EXERCISE AIM - Keep only the lines of the listing that include the word "CustomerRequest", and copy them.

DATASET EXCERPTS -
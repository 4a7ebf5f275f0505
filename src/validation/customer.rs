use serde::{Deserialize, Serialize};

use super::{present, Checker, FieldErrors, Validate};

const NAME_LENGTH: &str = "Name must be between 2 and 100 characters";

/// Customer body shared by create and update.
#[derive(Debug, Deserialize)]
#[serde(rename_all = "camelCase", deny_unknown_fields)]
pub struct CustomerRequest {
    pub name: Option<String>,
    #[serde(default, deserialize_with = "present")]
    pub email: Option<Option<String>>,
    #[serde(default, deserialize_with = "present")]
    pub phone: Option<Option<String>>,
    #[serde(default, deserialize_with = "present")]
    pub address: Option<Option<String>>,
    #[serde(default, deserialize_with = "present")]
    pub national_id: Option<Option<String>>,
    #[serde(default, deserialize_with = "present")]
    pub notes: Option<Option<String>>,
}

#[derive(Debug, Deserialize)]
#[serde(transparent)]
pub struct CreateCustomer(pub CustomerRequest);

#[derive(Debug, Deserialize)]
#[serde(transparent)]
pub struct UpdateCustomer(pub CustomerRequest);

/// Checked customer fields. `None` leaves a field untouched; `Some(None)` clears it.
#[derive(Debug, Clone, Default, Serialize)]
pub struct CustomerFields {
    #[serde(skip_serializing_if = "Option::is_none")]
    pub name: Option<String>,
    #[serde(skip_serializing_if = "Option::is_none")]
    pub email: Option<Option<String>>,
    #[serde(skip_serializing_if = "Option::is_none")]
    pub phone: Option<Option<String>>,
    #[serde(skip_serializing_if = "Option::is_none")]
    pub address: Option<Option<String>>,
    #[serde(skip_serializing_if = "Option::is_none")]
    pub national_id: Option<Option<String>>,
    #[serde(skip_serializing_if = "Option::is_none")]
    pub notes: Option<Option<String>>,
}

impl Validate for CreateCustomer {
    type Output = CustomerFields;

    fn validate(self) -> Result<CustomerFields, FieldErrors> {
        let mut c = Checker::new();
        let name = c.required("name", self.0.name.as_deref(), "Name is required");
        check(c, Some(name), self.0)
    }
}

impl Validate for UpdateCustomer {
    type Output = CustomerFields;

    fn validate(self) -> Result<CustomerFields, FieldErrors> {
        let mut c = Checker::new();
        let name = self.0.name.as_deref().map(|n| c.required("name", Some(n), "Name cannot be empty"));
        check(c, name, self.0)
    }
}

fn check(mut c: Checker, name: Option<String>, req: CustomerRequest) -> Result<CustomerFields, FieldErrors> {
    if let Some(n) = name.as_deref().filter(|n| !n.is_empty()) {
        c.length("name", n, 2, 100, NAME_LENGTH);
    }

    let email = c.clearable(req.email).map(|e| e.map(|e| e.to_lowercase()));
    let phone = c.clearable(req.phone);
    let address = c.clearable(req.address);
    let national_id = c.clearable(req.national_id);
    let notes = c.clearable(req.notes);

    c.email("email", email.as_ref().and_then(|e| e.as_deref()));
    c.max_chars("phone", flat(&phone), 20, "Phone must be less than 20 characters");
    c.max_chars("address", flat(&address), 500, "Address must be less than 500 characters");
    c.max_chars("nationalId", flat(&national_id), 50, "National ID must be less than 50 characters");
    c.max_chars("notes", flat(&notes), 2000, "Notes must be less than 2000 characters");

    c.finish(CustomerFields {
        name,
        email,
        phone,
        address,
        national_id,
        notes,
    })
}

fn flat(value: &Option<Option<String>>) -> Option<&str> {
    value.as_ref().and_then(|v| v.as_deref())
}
...
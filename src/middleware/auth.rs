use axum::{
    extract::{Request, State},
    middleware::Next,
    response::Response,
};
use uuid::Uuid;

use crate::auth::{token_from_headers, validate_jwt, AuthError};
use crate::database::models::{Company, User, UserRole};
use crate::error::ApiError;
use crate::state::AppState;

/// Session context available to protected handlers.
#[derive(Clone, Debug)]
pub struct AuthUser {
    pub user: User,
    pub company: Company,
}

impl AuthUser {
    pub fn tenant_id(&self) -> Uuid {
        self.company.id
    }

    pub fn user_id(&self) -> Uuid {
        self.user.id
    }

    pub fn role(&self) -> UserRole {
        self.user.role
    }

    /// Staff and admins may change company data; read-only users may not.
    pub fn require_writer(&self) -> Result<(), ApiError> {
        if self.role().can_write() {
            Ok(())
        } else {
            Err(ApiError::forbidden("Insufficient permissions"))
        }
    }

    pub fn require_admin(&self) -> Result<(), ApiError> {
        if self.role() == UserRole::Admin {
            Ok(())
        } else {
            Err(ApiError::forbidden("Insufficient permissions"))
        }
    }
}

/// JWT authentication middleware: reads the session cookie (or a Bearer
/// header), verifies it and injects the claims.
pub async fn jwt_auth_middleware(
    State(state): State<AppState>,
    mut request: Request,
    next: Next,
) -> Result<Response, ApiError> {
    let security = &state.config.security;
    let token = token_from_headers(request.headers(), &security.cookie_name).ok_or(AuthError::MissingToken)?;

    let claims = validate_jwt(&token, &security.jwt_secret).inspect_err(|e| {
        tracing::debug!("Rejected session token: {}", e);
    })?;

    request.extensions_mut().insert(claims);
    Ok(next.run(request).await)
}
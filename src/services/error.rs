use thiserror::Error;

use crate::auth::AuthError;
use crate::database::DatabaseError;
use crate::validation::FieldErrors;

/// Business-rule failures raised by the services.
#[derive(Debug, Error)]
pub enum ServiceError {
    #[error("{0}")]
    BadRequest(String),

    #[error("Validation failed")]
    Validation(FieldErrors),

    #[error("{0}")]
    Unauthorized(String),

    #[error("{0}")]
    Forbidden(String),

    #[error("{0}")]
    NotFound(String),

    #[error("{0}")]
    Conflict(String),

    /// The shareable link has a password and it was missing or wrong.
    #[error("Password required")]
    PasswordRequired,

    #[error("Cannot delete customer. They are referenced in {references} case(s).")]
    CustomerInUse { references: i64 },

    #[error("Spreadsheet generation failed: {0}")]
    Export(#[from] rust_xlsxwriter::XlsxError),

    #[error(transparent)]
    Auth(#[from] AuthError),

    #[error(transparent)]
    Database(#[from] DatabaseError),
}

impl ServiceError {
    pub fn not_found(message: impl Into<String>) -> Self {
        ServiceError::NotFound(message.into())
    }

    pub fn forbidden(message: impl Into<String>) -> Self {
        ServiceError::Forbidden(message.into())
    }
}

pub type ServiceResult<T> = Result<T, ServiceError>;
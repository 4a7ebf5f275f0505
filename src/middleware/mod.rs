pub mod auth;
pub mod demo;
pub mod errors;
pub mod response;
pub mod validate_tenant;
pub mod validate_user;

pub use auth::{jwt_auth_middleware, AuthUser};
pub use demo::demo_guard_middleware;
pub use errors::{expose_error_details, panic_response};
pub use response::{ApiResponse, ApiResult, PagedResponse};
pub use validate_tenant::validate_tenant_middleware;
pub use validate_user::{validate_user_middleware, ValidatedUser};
...
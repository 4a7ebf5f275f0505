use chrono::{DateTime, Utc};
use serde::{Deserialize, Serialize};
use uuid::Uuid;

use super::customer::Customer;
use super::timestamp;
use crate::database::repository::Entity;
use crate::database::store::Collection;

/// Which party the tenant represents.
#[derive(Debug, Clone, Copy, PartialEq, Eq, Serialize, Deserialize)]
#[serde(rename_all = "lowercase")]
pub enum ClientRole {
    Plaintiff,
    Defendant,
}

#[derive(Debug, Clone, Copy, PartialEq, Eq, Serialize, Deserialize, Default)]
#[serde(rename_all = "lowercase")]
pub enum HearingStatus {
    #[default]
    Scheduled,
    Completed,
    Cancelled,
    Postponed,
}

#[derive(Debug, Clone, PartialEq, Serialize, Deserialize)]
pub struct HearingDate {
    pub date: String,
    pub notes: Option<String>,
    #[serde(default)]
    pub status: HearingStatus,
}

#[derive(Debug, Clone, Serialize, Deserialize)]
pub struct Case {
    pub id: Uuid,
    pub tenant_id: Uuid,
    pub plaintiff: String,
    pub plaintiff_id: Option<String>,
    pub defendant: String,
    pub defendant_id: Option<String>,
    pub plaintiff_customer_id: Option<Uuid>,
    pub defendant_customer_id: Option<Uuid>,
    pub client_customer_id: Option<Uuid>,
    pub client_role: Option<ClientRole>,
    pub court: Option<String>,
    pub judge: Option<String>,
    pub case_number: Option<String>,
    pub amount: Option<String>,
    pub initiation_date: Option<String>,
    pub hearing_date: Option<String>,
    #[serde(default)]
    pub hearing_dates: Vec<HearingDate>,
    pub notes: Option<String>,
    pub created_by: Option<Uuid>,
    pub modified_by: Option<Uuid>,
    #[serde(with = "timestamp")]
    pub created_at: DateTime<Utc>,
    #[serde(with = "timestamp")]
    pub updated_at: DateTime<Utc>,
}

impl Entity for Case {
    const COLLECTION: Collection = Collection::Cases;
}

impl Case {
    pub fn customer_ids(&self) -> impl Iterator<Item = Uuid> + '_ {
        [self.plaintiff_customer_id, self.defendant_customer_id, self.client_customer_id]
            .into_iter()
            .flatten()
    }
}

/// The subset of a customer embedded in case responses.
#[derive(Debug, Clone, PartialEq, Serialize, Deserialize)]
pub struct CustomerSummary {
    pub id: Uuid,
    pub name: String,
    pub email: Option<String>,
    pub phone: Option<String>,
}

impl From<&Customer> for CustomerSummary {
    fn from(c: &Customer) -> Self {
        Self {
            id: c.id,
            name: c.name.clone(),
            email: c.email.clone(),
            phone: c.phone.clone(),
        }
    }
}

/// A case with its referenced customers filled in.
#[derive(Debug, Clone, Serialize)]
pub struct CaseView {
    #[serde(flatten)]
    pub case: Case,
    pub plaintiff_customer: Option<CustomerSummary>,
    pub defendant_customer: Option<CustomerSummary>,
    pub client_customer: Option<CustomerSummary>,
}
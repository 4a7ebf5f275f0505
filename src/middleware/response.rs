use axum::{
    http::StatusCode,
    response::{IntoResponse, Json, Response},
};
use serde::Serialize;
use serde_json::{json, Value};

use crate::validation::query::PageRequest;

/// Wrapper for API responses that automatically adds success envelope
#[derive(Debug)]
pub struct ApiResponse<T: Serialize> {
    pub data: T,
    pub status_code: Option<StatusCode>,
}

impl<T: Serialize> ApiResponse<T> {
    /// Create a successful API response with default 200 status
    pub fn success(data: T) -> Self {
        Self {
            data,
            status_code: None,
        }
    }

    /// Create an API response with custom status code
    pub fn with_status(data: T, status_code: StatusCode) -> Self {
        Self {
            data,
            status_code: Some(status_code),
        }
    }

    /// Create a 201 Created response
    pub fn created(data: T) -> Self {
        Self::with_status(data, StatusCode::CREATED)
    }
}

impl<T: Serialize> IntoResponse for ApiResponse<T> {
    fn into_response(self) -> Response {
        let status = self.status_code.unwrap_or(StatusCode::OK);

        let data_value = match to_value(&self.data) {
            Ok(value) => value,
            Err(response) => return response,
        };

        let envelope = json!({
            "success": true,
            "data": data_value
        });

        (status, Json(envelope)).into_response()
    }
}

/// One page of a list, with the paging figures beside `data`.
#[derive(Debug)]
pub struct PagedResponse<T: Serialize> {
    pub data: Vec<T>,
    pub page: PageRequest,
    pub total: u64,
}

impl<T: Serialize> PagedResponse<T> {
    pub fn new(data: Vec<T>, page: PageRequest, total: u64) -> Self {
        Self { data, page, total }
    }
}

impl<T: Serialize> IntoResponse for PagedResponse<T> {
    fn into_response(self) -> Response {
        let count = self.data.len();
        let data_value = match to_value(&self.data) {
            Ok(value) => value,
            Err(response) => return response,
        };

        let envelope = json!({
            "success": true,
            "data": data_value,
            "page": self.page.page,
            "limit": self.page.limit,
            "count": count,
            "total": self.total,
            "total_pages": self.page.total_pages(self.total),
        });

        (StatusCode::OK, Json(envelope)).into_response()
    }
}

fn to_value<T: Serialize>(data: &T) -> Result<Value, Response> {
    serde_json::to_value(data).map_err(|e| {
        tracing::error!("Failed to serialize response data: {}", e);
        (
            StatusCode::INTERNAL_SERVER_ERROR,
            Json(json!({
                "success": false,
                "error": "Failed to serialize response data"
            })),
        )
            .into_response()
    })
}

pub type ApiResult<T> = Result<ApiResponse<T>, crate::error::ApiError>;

RESPONSE BELOW -
pub struct CustomerRequest {
pub struct CreateCustomer(pub CustomerRequest);
pub struct UpdateCustomer(pub CustomerRequest);
fn check(mut c: Checker, name: Option<String>, req: CustomerRequest) -> Result<CustomerFields, FieldErrors> {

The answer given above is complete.